В зале опять раздались меланхоличные звуки; они слились в грустную мелодию, а из мелодии возникла песня. Но на этот раз я уже не мог разобрать, кто поет: Господин, Французский Граф или кто-то еще.
«Слезами горю не помочь… Не лучше ль вам убраться прочь?! Мы с вашей дочкою вдвоем Спасемся, с вами ж — пропадем… Пора! Спасенья час настал: Мне опыта не занимать. Не суйтесь лучше к нам!» — вскричал Тоттлс. (Вот что он хотел сказать.)Мелодия постепенно смолкла.
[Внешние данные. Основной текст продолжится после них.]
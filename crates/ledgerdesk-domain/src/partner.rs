//! Business partners (customers, vendors, employees).

use std::fmt;

use serde::{Deserialize, Serialize};

use crate::common::*;

#[derive(Debug, Clone, Serialize, Deserialize, PartialEq)]
#[serde(rename_all = "camelCase")]
pub struct ResPartner {
    #[serde(default, skip_serializing_if = "Option::is_none")]
    pub id: Option<EntityId>,
    pub name: String,
    #[serde(default)]
    pub partner_type: PartnerType,
    #[serde(default, skip_serializing_if = "Option::is_none")]
    pub email: Option<String>,
    #[serde(default, skip_serializing_if = "Option::is_none")]
    pub phone: Option<String>,
    #[serde(default, skip_serializing_if = "Option::is_none")]
    pub address: Option<String>,
    #[serde(default, skip_serializing_if = "Option::is_none")]
    pub tax_id: Option<String>,
    #[serde(default, skip_serializing_if = "Option::is_none")]
    pub coa_id: Option<EntityId>,
    #[serde(default, skip_serializing_if = "Option::is_none")]
    pub company_id: Option<EntityId>,
    #[serde(default = "default_true")]
    pub is_active: bool,
}

impl ResPartner {
    pub fn new(name: impl Into<String>, partner_type: PartnerType) -> Self {
        Self {
            id: None,
            name: name.into(),
            partner_type,
            email: None,
            phone: None,
            address: None,
            tax_id: None,
            coa_id: None,
            company_id: None,
            is_active: true,
        }
    }
}

impl Identifiable for ResPartner {
    fn id(&self) -> Option<EntityId> {
        self.id
    }
}

impl NamedEntity for ResPartner {
    fn name(&self) -> &str {
        &self.name
    }
}

impl Displayable for ResPartner {
    fn display_label(&self) -> String {
        format!("{} [{}]", self.name, self.partner_type)
    }
}

#[derive(Debug, Clone, Copy, Serialize, Deserialize, PartialEq, Eq, Default)]
#[serde(rename_all = "UPPERCASE")]
pub enum PartnerType {
    Customer,
    Vendor,
    Employee,
    #[default]
    Other,
}

impl PartnerType {
    pub fn parse(value: &str) -> Option<Self> {
        match value.trim().to_ascii_lowercase().as_str() {
            "customer" => Some(PartnerType::Customer),
            "vendor" | "supplier" => Some(PartnerType::Vendor),
            "employee" => Some(PartnerType::Employee),
            "other" => Some(PartnerType::Other),
            _ => None,
        }
    }
}

impl fmt::Display for PartnerType {
    fn fmt(&self, f: &mut fmt::Formatter<'_>) -> fmt::Result {
        let label = match self {
            PartnerType::Customer => "Customer",
            PartnerType::Vendor => "Vendor",
            PartnerType::Employee => "Employee",
            PartnerType::Other => "Other",
        };
        f.write_str(label)
    }
}
use std::fs;

use ledgerdesk_config::{Config, ConfigManager};
use tempfile::tempdir;

#[test]
fn default_config_points_at_local_api() {
    let cfg = Config::default();

    assert!(cfg.api_base_url.starts_with("http://"));
    assert_eq!(cfg.request_timeout_secs, 30);
    assert!(cfg.default_company_id.is_none());
}

#[test]
fn config_manager_persists_and_loads_config() {
    let dir = tempdir().expect("tempdir");
    let manager = ConfigManager::with_base_dir(dir.path().to_path_buf()).expect("manager");

    let mut cfg = Config::default();
    cfg.set("api_base_url", "https://erp.example.com/").expect("url");
    cfg.set("default_company_id", "3").expect("company");

    manager.save(&cfg).expect("save config");
    let loaded = manager.load().expect("load config");

    assert_eq!(loaded, cfg);
    assert!(!dir.path().join("config.json.tmp").exists());
}

#[test]
fn missing_file_loads_defaults() {
    let dir = tempdir().expect("tempdir");
    let manager = ConfigManager::new(dir.path().join("config.json"), dir.path().join("backups"));
    assert_eq!(manager.load().expect("load"), Config::default());
}

#[test]
fn partial_file_fills_defaults() {
    let dir = tempdir().expect("tempdir");
    let path = dir.path().join("config.json");
    fs::write(&path, r#"{"currency":"EUR","locale":"de-DE"}"#).expect("write");
    let manager = ConfigManager::new(path, dir.path().join("backups"));

    let loaded = manager.load().expect("load");
    assert_eq!(loaded.currency, "EUR");
    assert_eq!(loaded.request_timeout_secs, 30);
    assert!(loaded.ui_color_enabled);
}

#[test]
fn backup_and_restore_round_trip() {
    let dir = tempdir().expect("tempdir");
    let manager = ConfigManager::with_base_dir(dir.path().to_path_buf()).expect("manager");

    let mut original = Config::default();
    original.set("currency", "GBP").expect("currency");
    let name = manager.backup(&original, Some("Before go-live")).expect("backup");
    assert!(name.ends_with("_before-go-live.json"));

    let mut changed = original.clone();
    changed.set("currency", "JPY").expect("currency");
    manager.save(&changed).expect("save");

    let restored = manager.restore(&name).expect("restore");
    assert_eq!(restored.currency, "GBP");
    assert_eq!(manager.load().expect("load").currency, "GBP");
    assert_eq!(manager.list_backups().expect("list"), vec![name]);
}

#[test]
fn restoring_unknown_backup_fails() {
    let dir = tempdir().expect("tempdir");
    let manager = ConfigManager::with_base_dir(dir.path().to_path_buf()).expect("manager");
    assert!(manager.restore("config_20990101_000000.json").is_err());
}
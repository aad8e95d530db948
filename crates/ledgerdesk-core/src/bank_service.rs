use ledgerdesk_domain::{BankAccount, BankAccountPatch, ChartOfAccount};

use crate::error::{CoreError, CoreResult, ValidationErrors};

pub struct BankService;

impl BankService {
    /// Checks a new or edited bank account against the chart and its peers.
    pub fn validate(
        account: &BankAccount,
        existing: &[BankAccount],
        chart: &[ChartOfAccount],
    ) -> CoreResult<()> {
        let mut errors = ValidationErrors::default();
        errors.check(account.bank_name.trim().is_empty(), "bankName", "Bank name is required");
        errors.check(
            account.account_name.trim().is_empty(),
            "accountName",
            "Account name is required",
        );
        errors.check(
            account.account_number.trim().is_empty(),
            "accountNumber",
            "Account number is required",
        );

        let number = normalize(&account.account_number);
        let duplicate = existing.iter().any(|other| {
            other.company_id == account.company_id
                && normalize(&other.account_number) == number
                && (account.id.is_none() || other.id != account.id)
        });
        errors.check(
            !number.is_empty() && duplicate,
            "accountNumber",
            "This account number is already registered for the company",
        );

        match chart.iter().find(|coa| coa.id == Some(account.coa_id)) {
            None => errors.push("coaId", "Linked ledger account does not exist"),
            Some(coa) if !coa.is_bank => errors.push(
                "coaId",
                format!("{} is not flagged as a bank account", coa.code),
            ),
            Some(_) => {}
        }
        errors.into_result()
    }

    pub fn validate_patch(patch: &BankAccountPatch) -> CoreResult<()> {
        if patch.is_empty() {
            return Err(CoreError::InvalidOperation("Nothing to update".into()));
        }
        let mut errors = ValidationErrors::default();
        let blank = |value: &Option<String>| value.as_deref().is_some_and(|v| v.trim().is_empty());
        errors.check(blank(&patch.bank_name), "bankName", "Bank name cannot be blank");
        errors.check(blank(&patch.account_name), "accountName", "Account name cannot be blank");
        errors.check(
            blank(&patch.account_number),
            "accountNumber",
            "Account number cannot be blank",
        );
        errors.into_result()
    }
}

fn normalize(number: &str) -> String {
    number
        .chars()
        .filter(|ch| !ch.is_whitespace() && *ch != '-')
        .collect()
}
Господин заговорил своим обычным, знакомым голосом:
— Расскажите мне еще о чем-нибудь, — попросил он. — Прав ли я, полагая, что, хотя в ваших университетах студент может просидеть хоть тридцать или даже сорок лет, вы экзаменуете его по окончании третьего или четвертого года учебы?
— Да, так оно и есть, — подтвердил я.
— Получается, вы экзаменуете человека в самом начале его карьеры! — проговорил Господин, обращаясь скорее к себе, чем ко мне. — И где же гарантия, что он уже обладает всеми необходимыми познаниями — заранее, как говорят у нас?